I’m spoiled. Terribly spoiled. I love the modern conveniences of my kitchen, but I feel vaguely guilty that cooking is now so easy. Cooking in ages past was entirely different from what it is today. Well, for one, many people hardly cook at all. I know one woman who has a state-of-the-art kitchen and is actually proud that the only thing she’s ever made there is a pot of coffee. I have an odd assortment of friends, don’t I?
I ponder these things when I’m in the kitchen gleefully stacking dirty dishes into my dishwasher and watching my veggies be chopped into tiny pieces by the food processor. Our ancestors ate whatever was local and in season. Not having any family history based in the south, there are some foods that I just don’t even think about cooking. Grits, for starters. The only good grits I’ve eaten are the kind loaded up with cheese and bacon — could’ve been served on cardboard mush and tasted the same to me. And okra! Heaven sakes, that is one nasty vegetable! I am pretty sure that you could gather up a bucket of our banana slugs, cook them up like okra, and no one could tell the difference. Evidently there is one nano second where okra retain some bit of texture, then it’s a nuclear implosion into goop. But I’ve never been fortunate enough to catch them during that fleeting moment of okay-ness.

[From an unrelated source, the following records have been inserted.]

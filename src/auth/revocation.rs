//! Token Revocation Registry
//! Mission: Remember logged-out token IDs until they would have expired anyway

use crate::auth::clock::Clock;
use parking_lot::RwLock;
use std::collections::HashMap;
use std::sync::Arc;
use std::time::Duration;
use tokio::{task::JoinHandle, time::interval};
use tracing::{debug, info};

/// Denylist of token IDs revoked before their natural expiry.
///
/// Lookups take the read lock, so concurrent `is_revoked` calls never block
/// each other. `add` holds the write lock for the map insert only; expired
/// entries are dropped by `prune_expired`, normally from [`spawn_pruner`].
pub struct RevocationRegistry {
    /// token id -> natural expiry (unix seconds)
    entries: RwLock<HashMap<String, i64>>,
    clock: Arc<dyn Clock>,
}

impl RevocationRegistry {
    pub fn new(clock: Arc<dyn Clock>) -> Self {
        Self {
            entries: RwLock::new(HashMap::new()),
            clock,
        }
    }

    /// Revoke `token_id` until `natural_expiry`. Idempotent.
    pub fn add(&self, token_id: &str, natural_expiry: i64) {
        self.entries
            .write()
            .entry(token_id.to_string())
            .and_modify(|exp| *exp = (*exp).max(natural_expiry))
            .or_insert(natural_expiry);
    }

    pub fn is_revoked(&self, token_id: &str) -> bool {
        self.entries.read().contains_key(token_id)
    }

    /// Drop every entry whose natural expiry has passed. Returns how many were removed.
    pub fn prune_expired(&self) -> usize {
        let now = self.clock.now_ts();
        let mut entries = self.entries.write();
        let before = entries.len();
        // An entry at exactly its expiry is redundant: the token already fails as expired.
        entries.retain(|_, exp| *exp > now);
        before - entries.len()
    }

    pub fn len(&self) -> usize {
        self.entries.read().len()
    }

    pub fn is_empty(&self) -> bool {
        self.entries.read().is_empty()
    }
}

/// Periodically prune the registry (runs for the life of the process).
pub fn spawn_pruner(registry: Arc<RevocationRegistry>, every: Duration) -> JoinHandle<()> {
    tokio::spawn(async move {
        let mut ticker = interval(every);
        loop {
            ticker.tick().await;
            let removed = registry.prune_expired();
            if removed > 0 {
                info!(
                    "🧹 Pruned {} expired revocation(s), {} still active",
                    removed,
                    registry.len()
                );
            } else {
                debug!(active = registry.len(), "revocation prune: nothing to remove");
            }
        }
    })
}
//! Middleware for observability.

pub mod logging;

pub use logging::request_logging;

I’ve been collating pumpkin recipes lately and I came across a startling recipe for Grabben Gullen Pie. This became a favorite of English settlers in both the American South and Australia, but it isn’t one that will be hitting our dinner table any time soon. First, you hollow out a pumpkin. Then you stuff it full of opossum meat and bake it over the hot coals. Oh yum. There are other things I’d rather be doing to a pumpkin. Our generation has become so accustomed to buying canned pumpkin from the supermarket shelves, not many people think to cook their own pumpkin puree. I fear that in the next 50 years no one will even bother to cook a simple acorn squash. There are a phenomenal variety of squashes, and the pumpkin is, of course a squash. Pumpkins are flavorful, chock full of excellent nutrition, and they are plentiful in the Fall. There are recipes for pumpkin filled pasta shells, pumpkin stir-fry, pumpkin desserts and pumpkin soups. One of the most simple and impressive uses of the little tiny pumpkins is to simply cut off the top, scoop out the inside, then fill it with your favorite pumpkin pie filling, then bake. Serving just about any good soup in a hollowed out pumpkin creates a great buffet centerpiece, and I just happen to have a great one to serve, either from a tureen or from a pumpkin.
The BEST Autumn Soup Ever
2 cans of black beans, drained and rinsed
1 can diced tomatoes
1 can of pumpkin puree
one half cup chopped onion
2 minced garlic cloves
4 Tbsp. olive oil
4 cups of broth, chicken or veggie
1 Tbsp. ground cumin
1 tsp. each; sea salt, cinnamon, & allspice
1/2 tsp ground pepper
3 Tbsp. Balsamic vinegar
Saute onion, garlic and seasonings in oil and cook until the onions carmelize. Meanwhile, puree the beans and tomatoes with 2 cups of broth. Add the puree mix plus the pumpkin and everything else except the balsamic vinegar to the saute pot. Simmer until think, about 4-45 minutes. Right before serving, stir in the Balsamic Vinegar.
Find yourself a Pie Pumpkin (ours are from Chapman Farms in Brady) at the Farmers Market (they are darker than the other pumpkins) and make your own Pumpkin Puree. It’s so easy and you’ll be passing along another tradition to your family by making something else from scratch! Just wash the pumpkin, chunk it up into several large pieces, place on a jelly roll pan with the cut side down. Roast at 350 degrees for 30 minutes to one hour. When it softens and the flesh pulls away from the skin, it’s ready. Let it cool, then scrape away the seeds and stringy bits with a metal spoon. Scrape the flesh away from the rind and puree in the food processor or food mill. This is absolutely 100% guaranteed to put you into the mood for Thanksgiving preparations. I promise!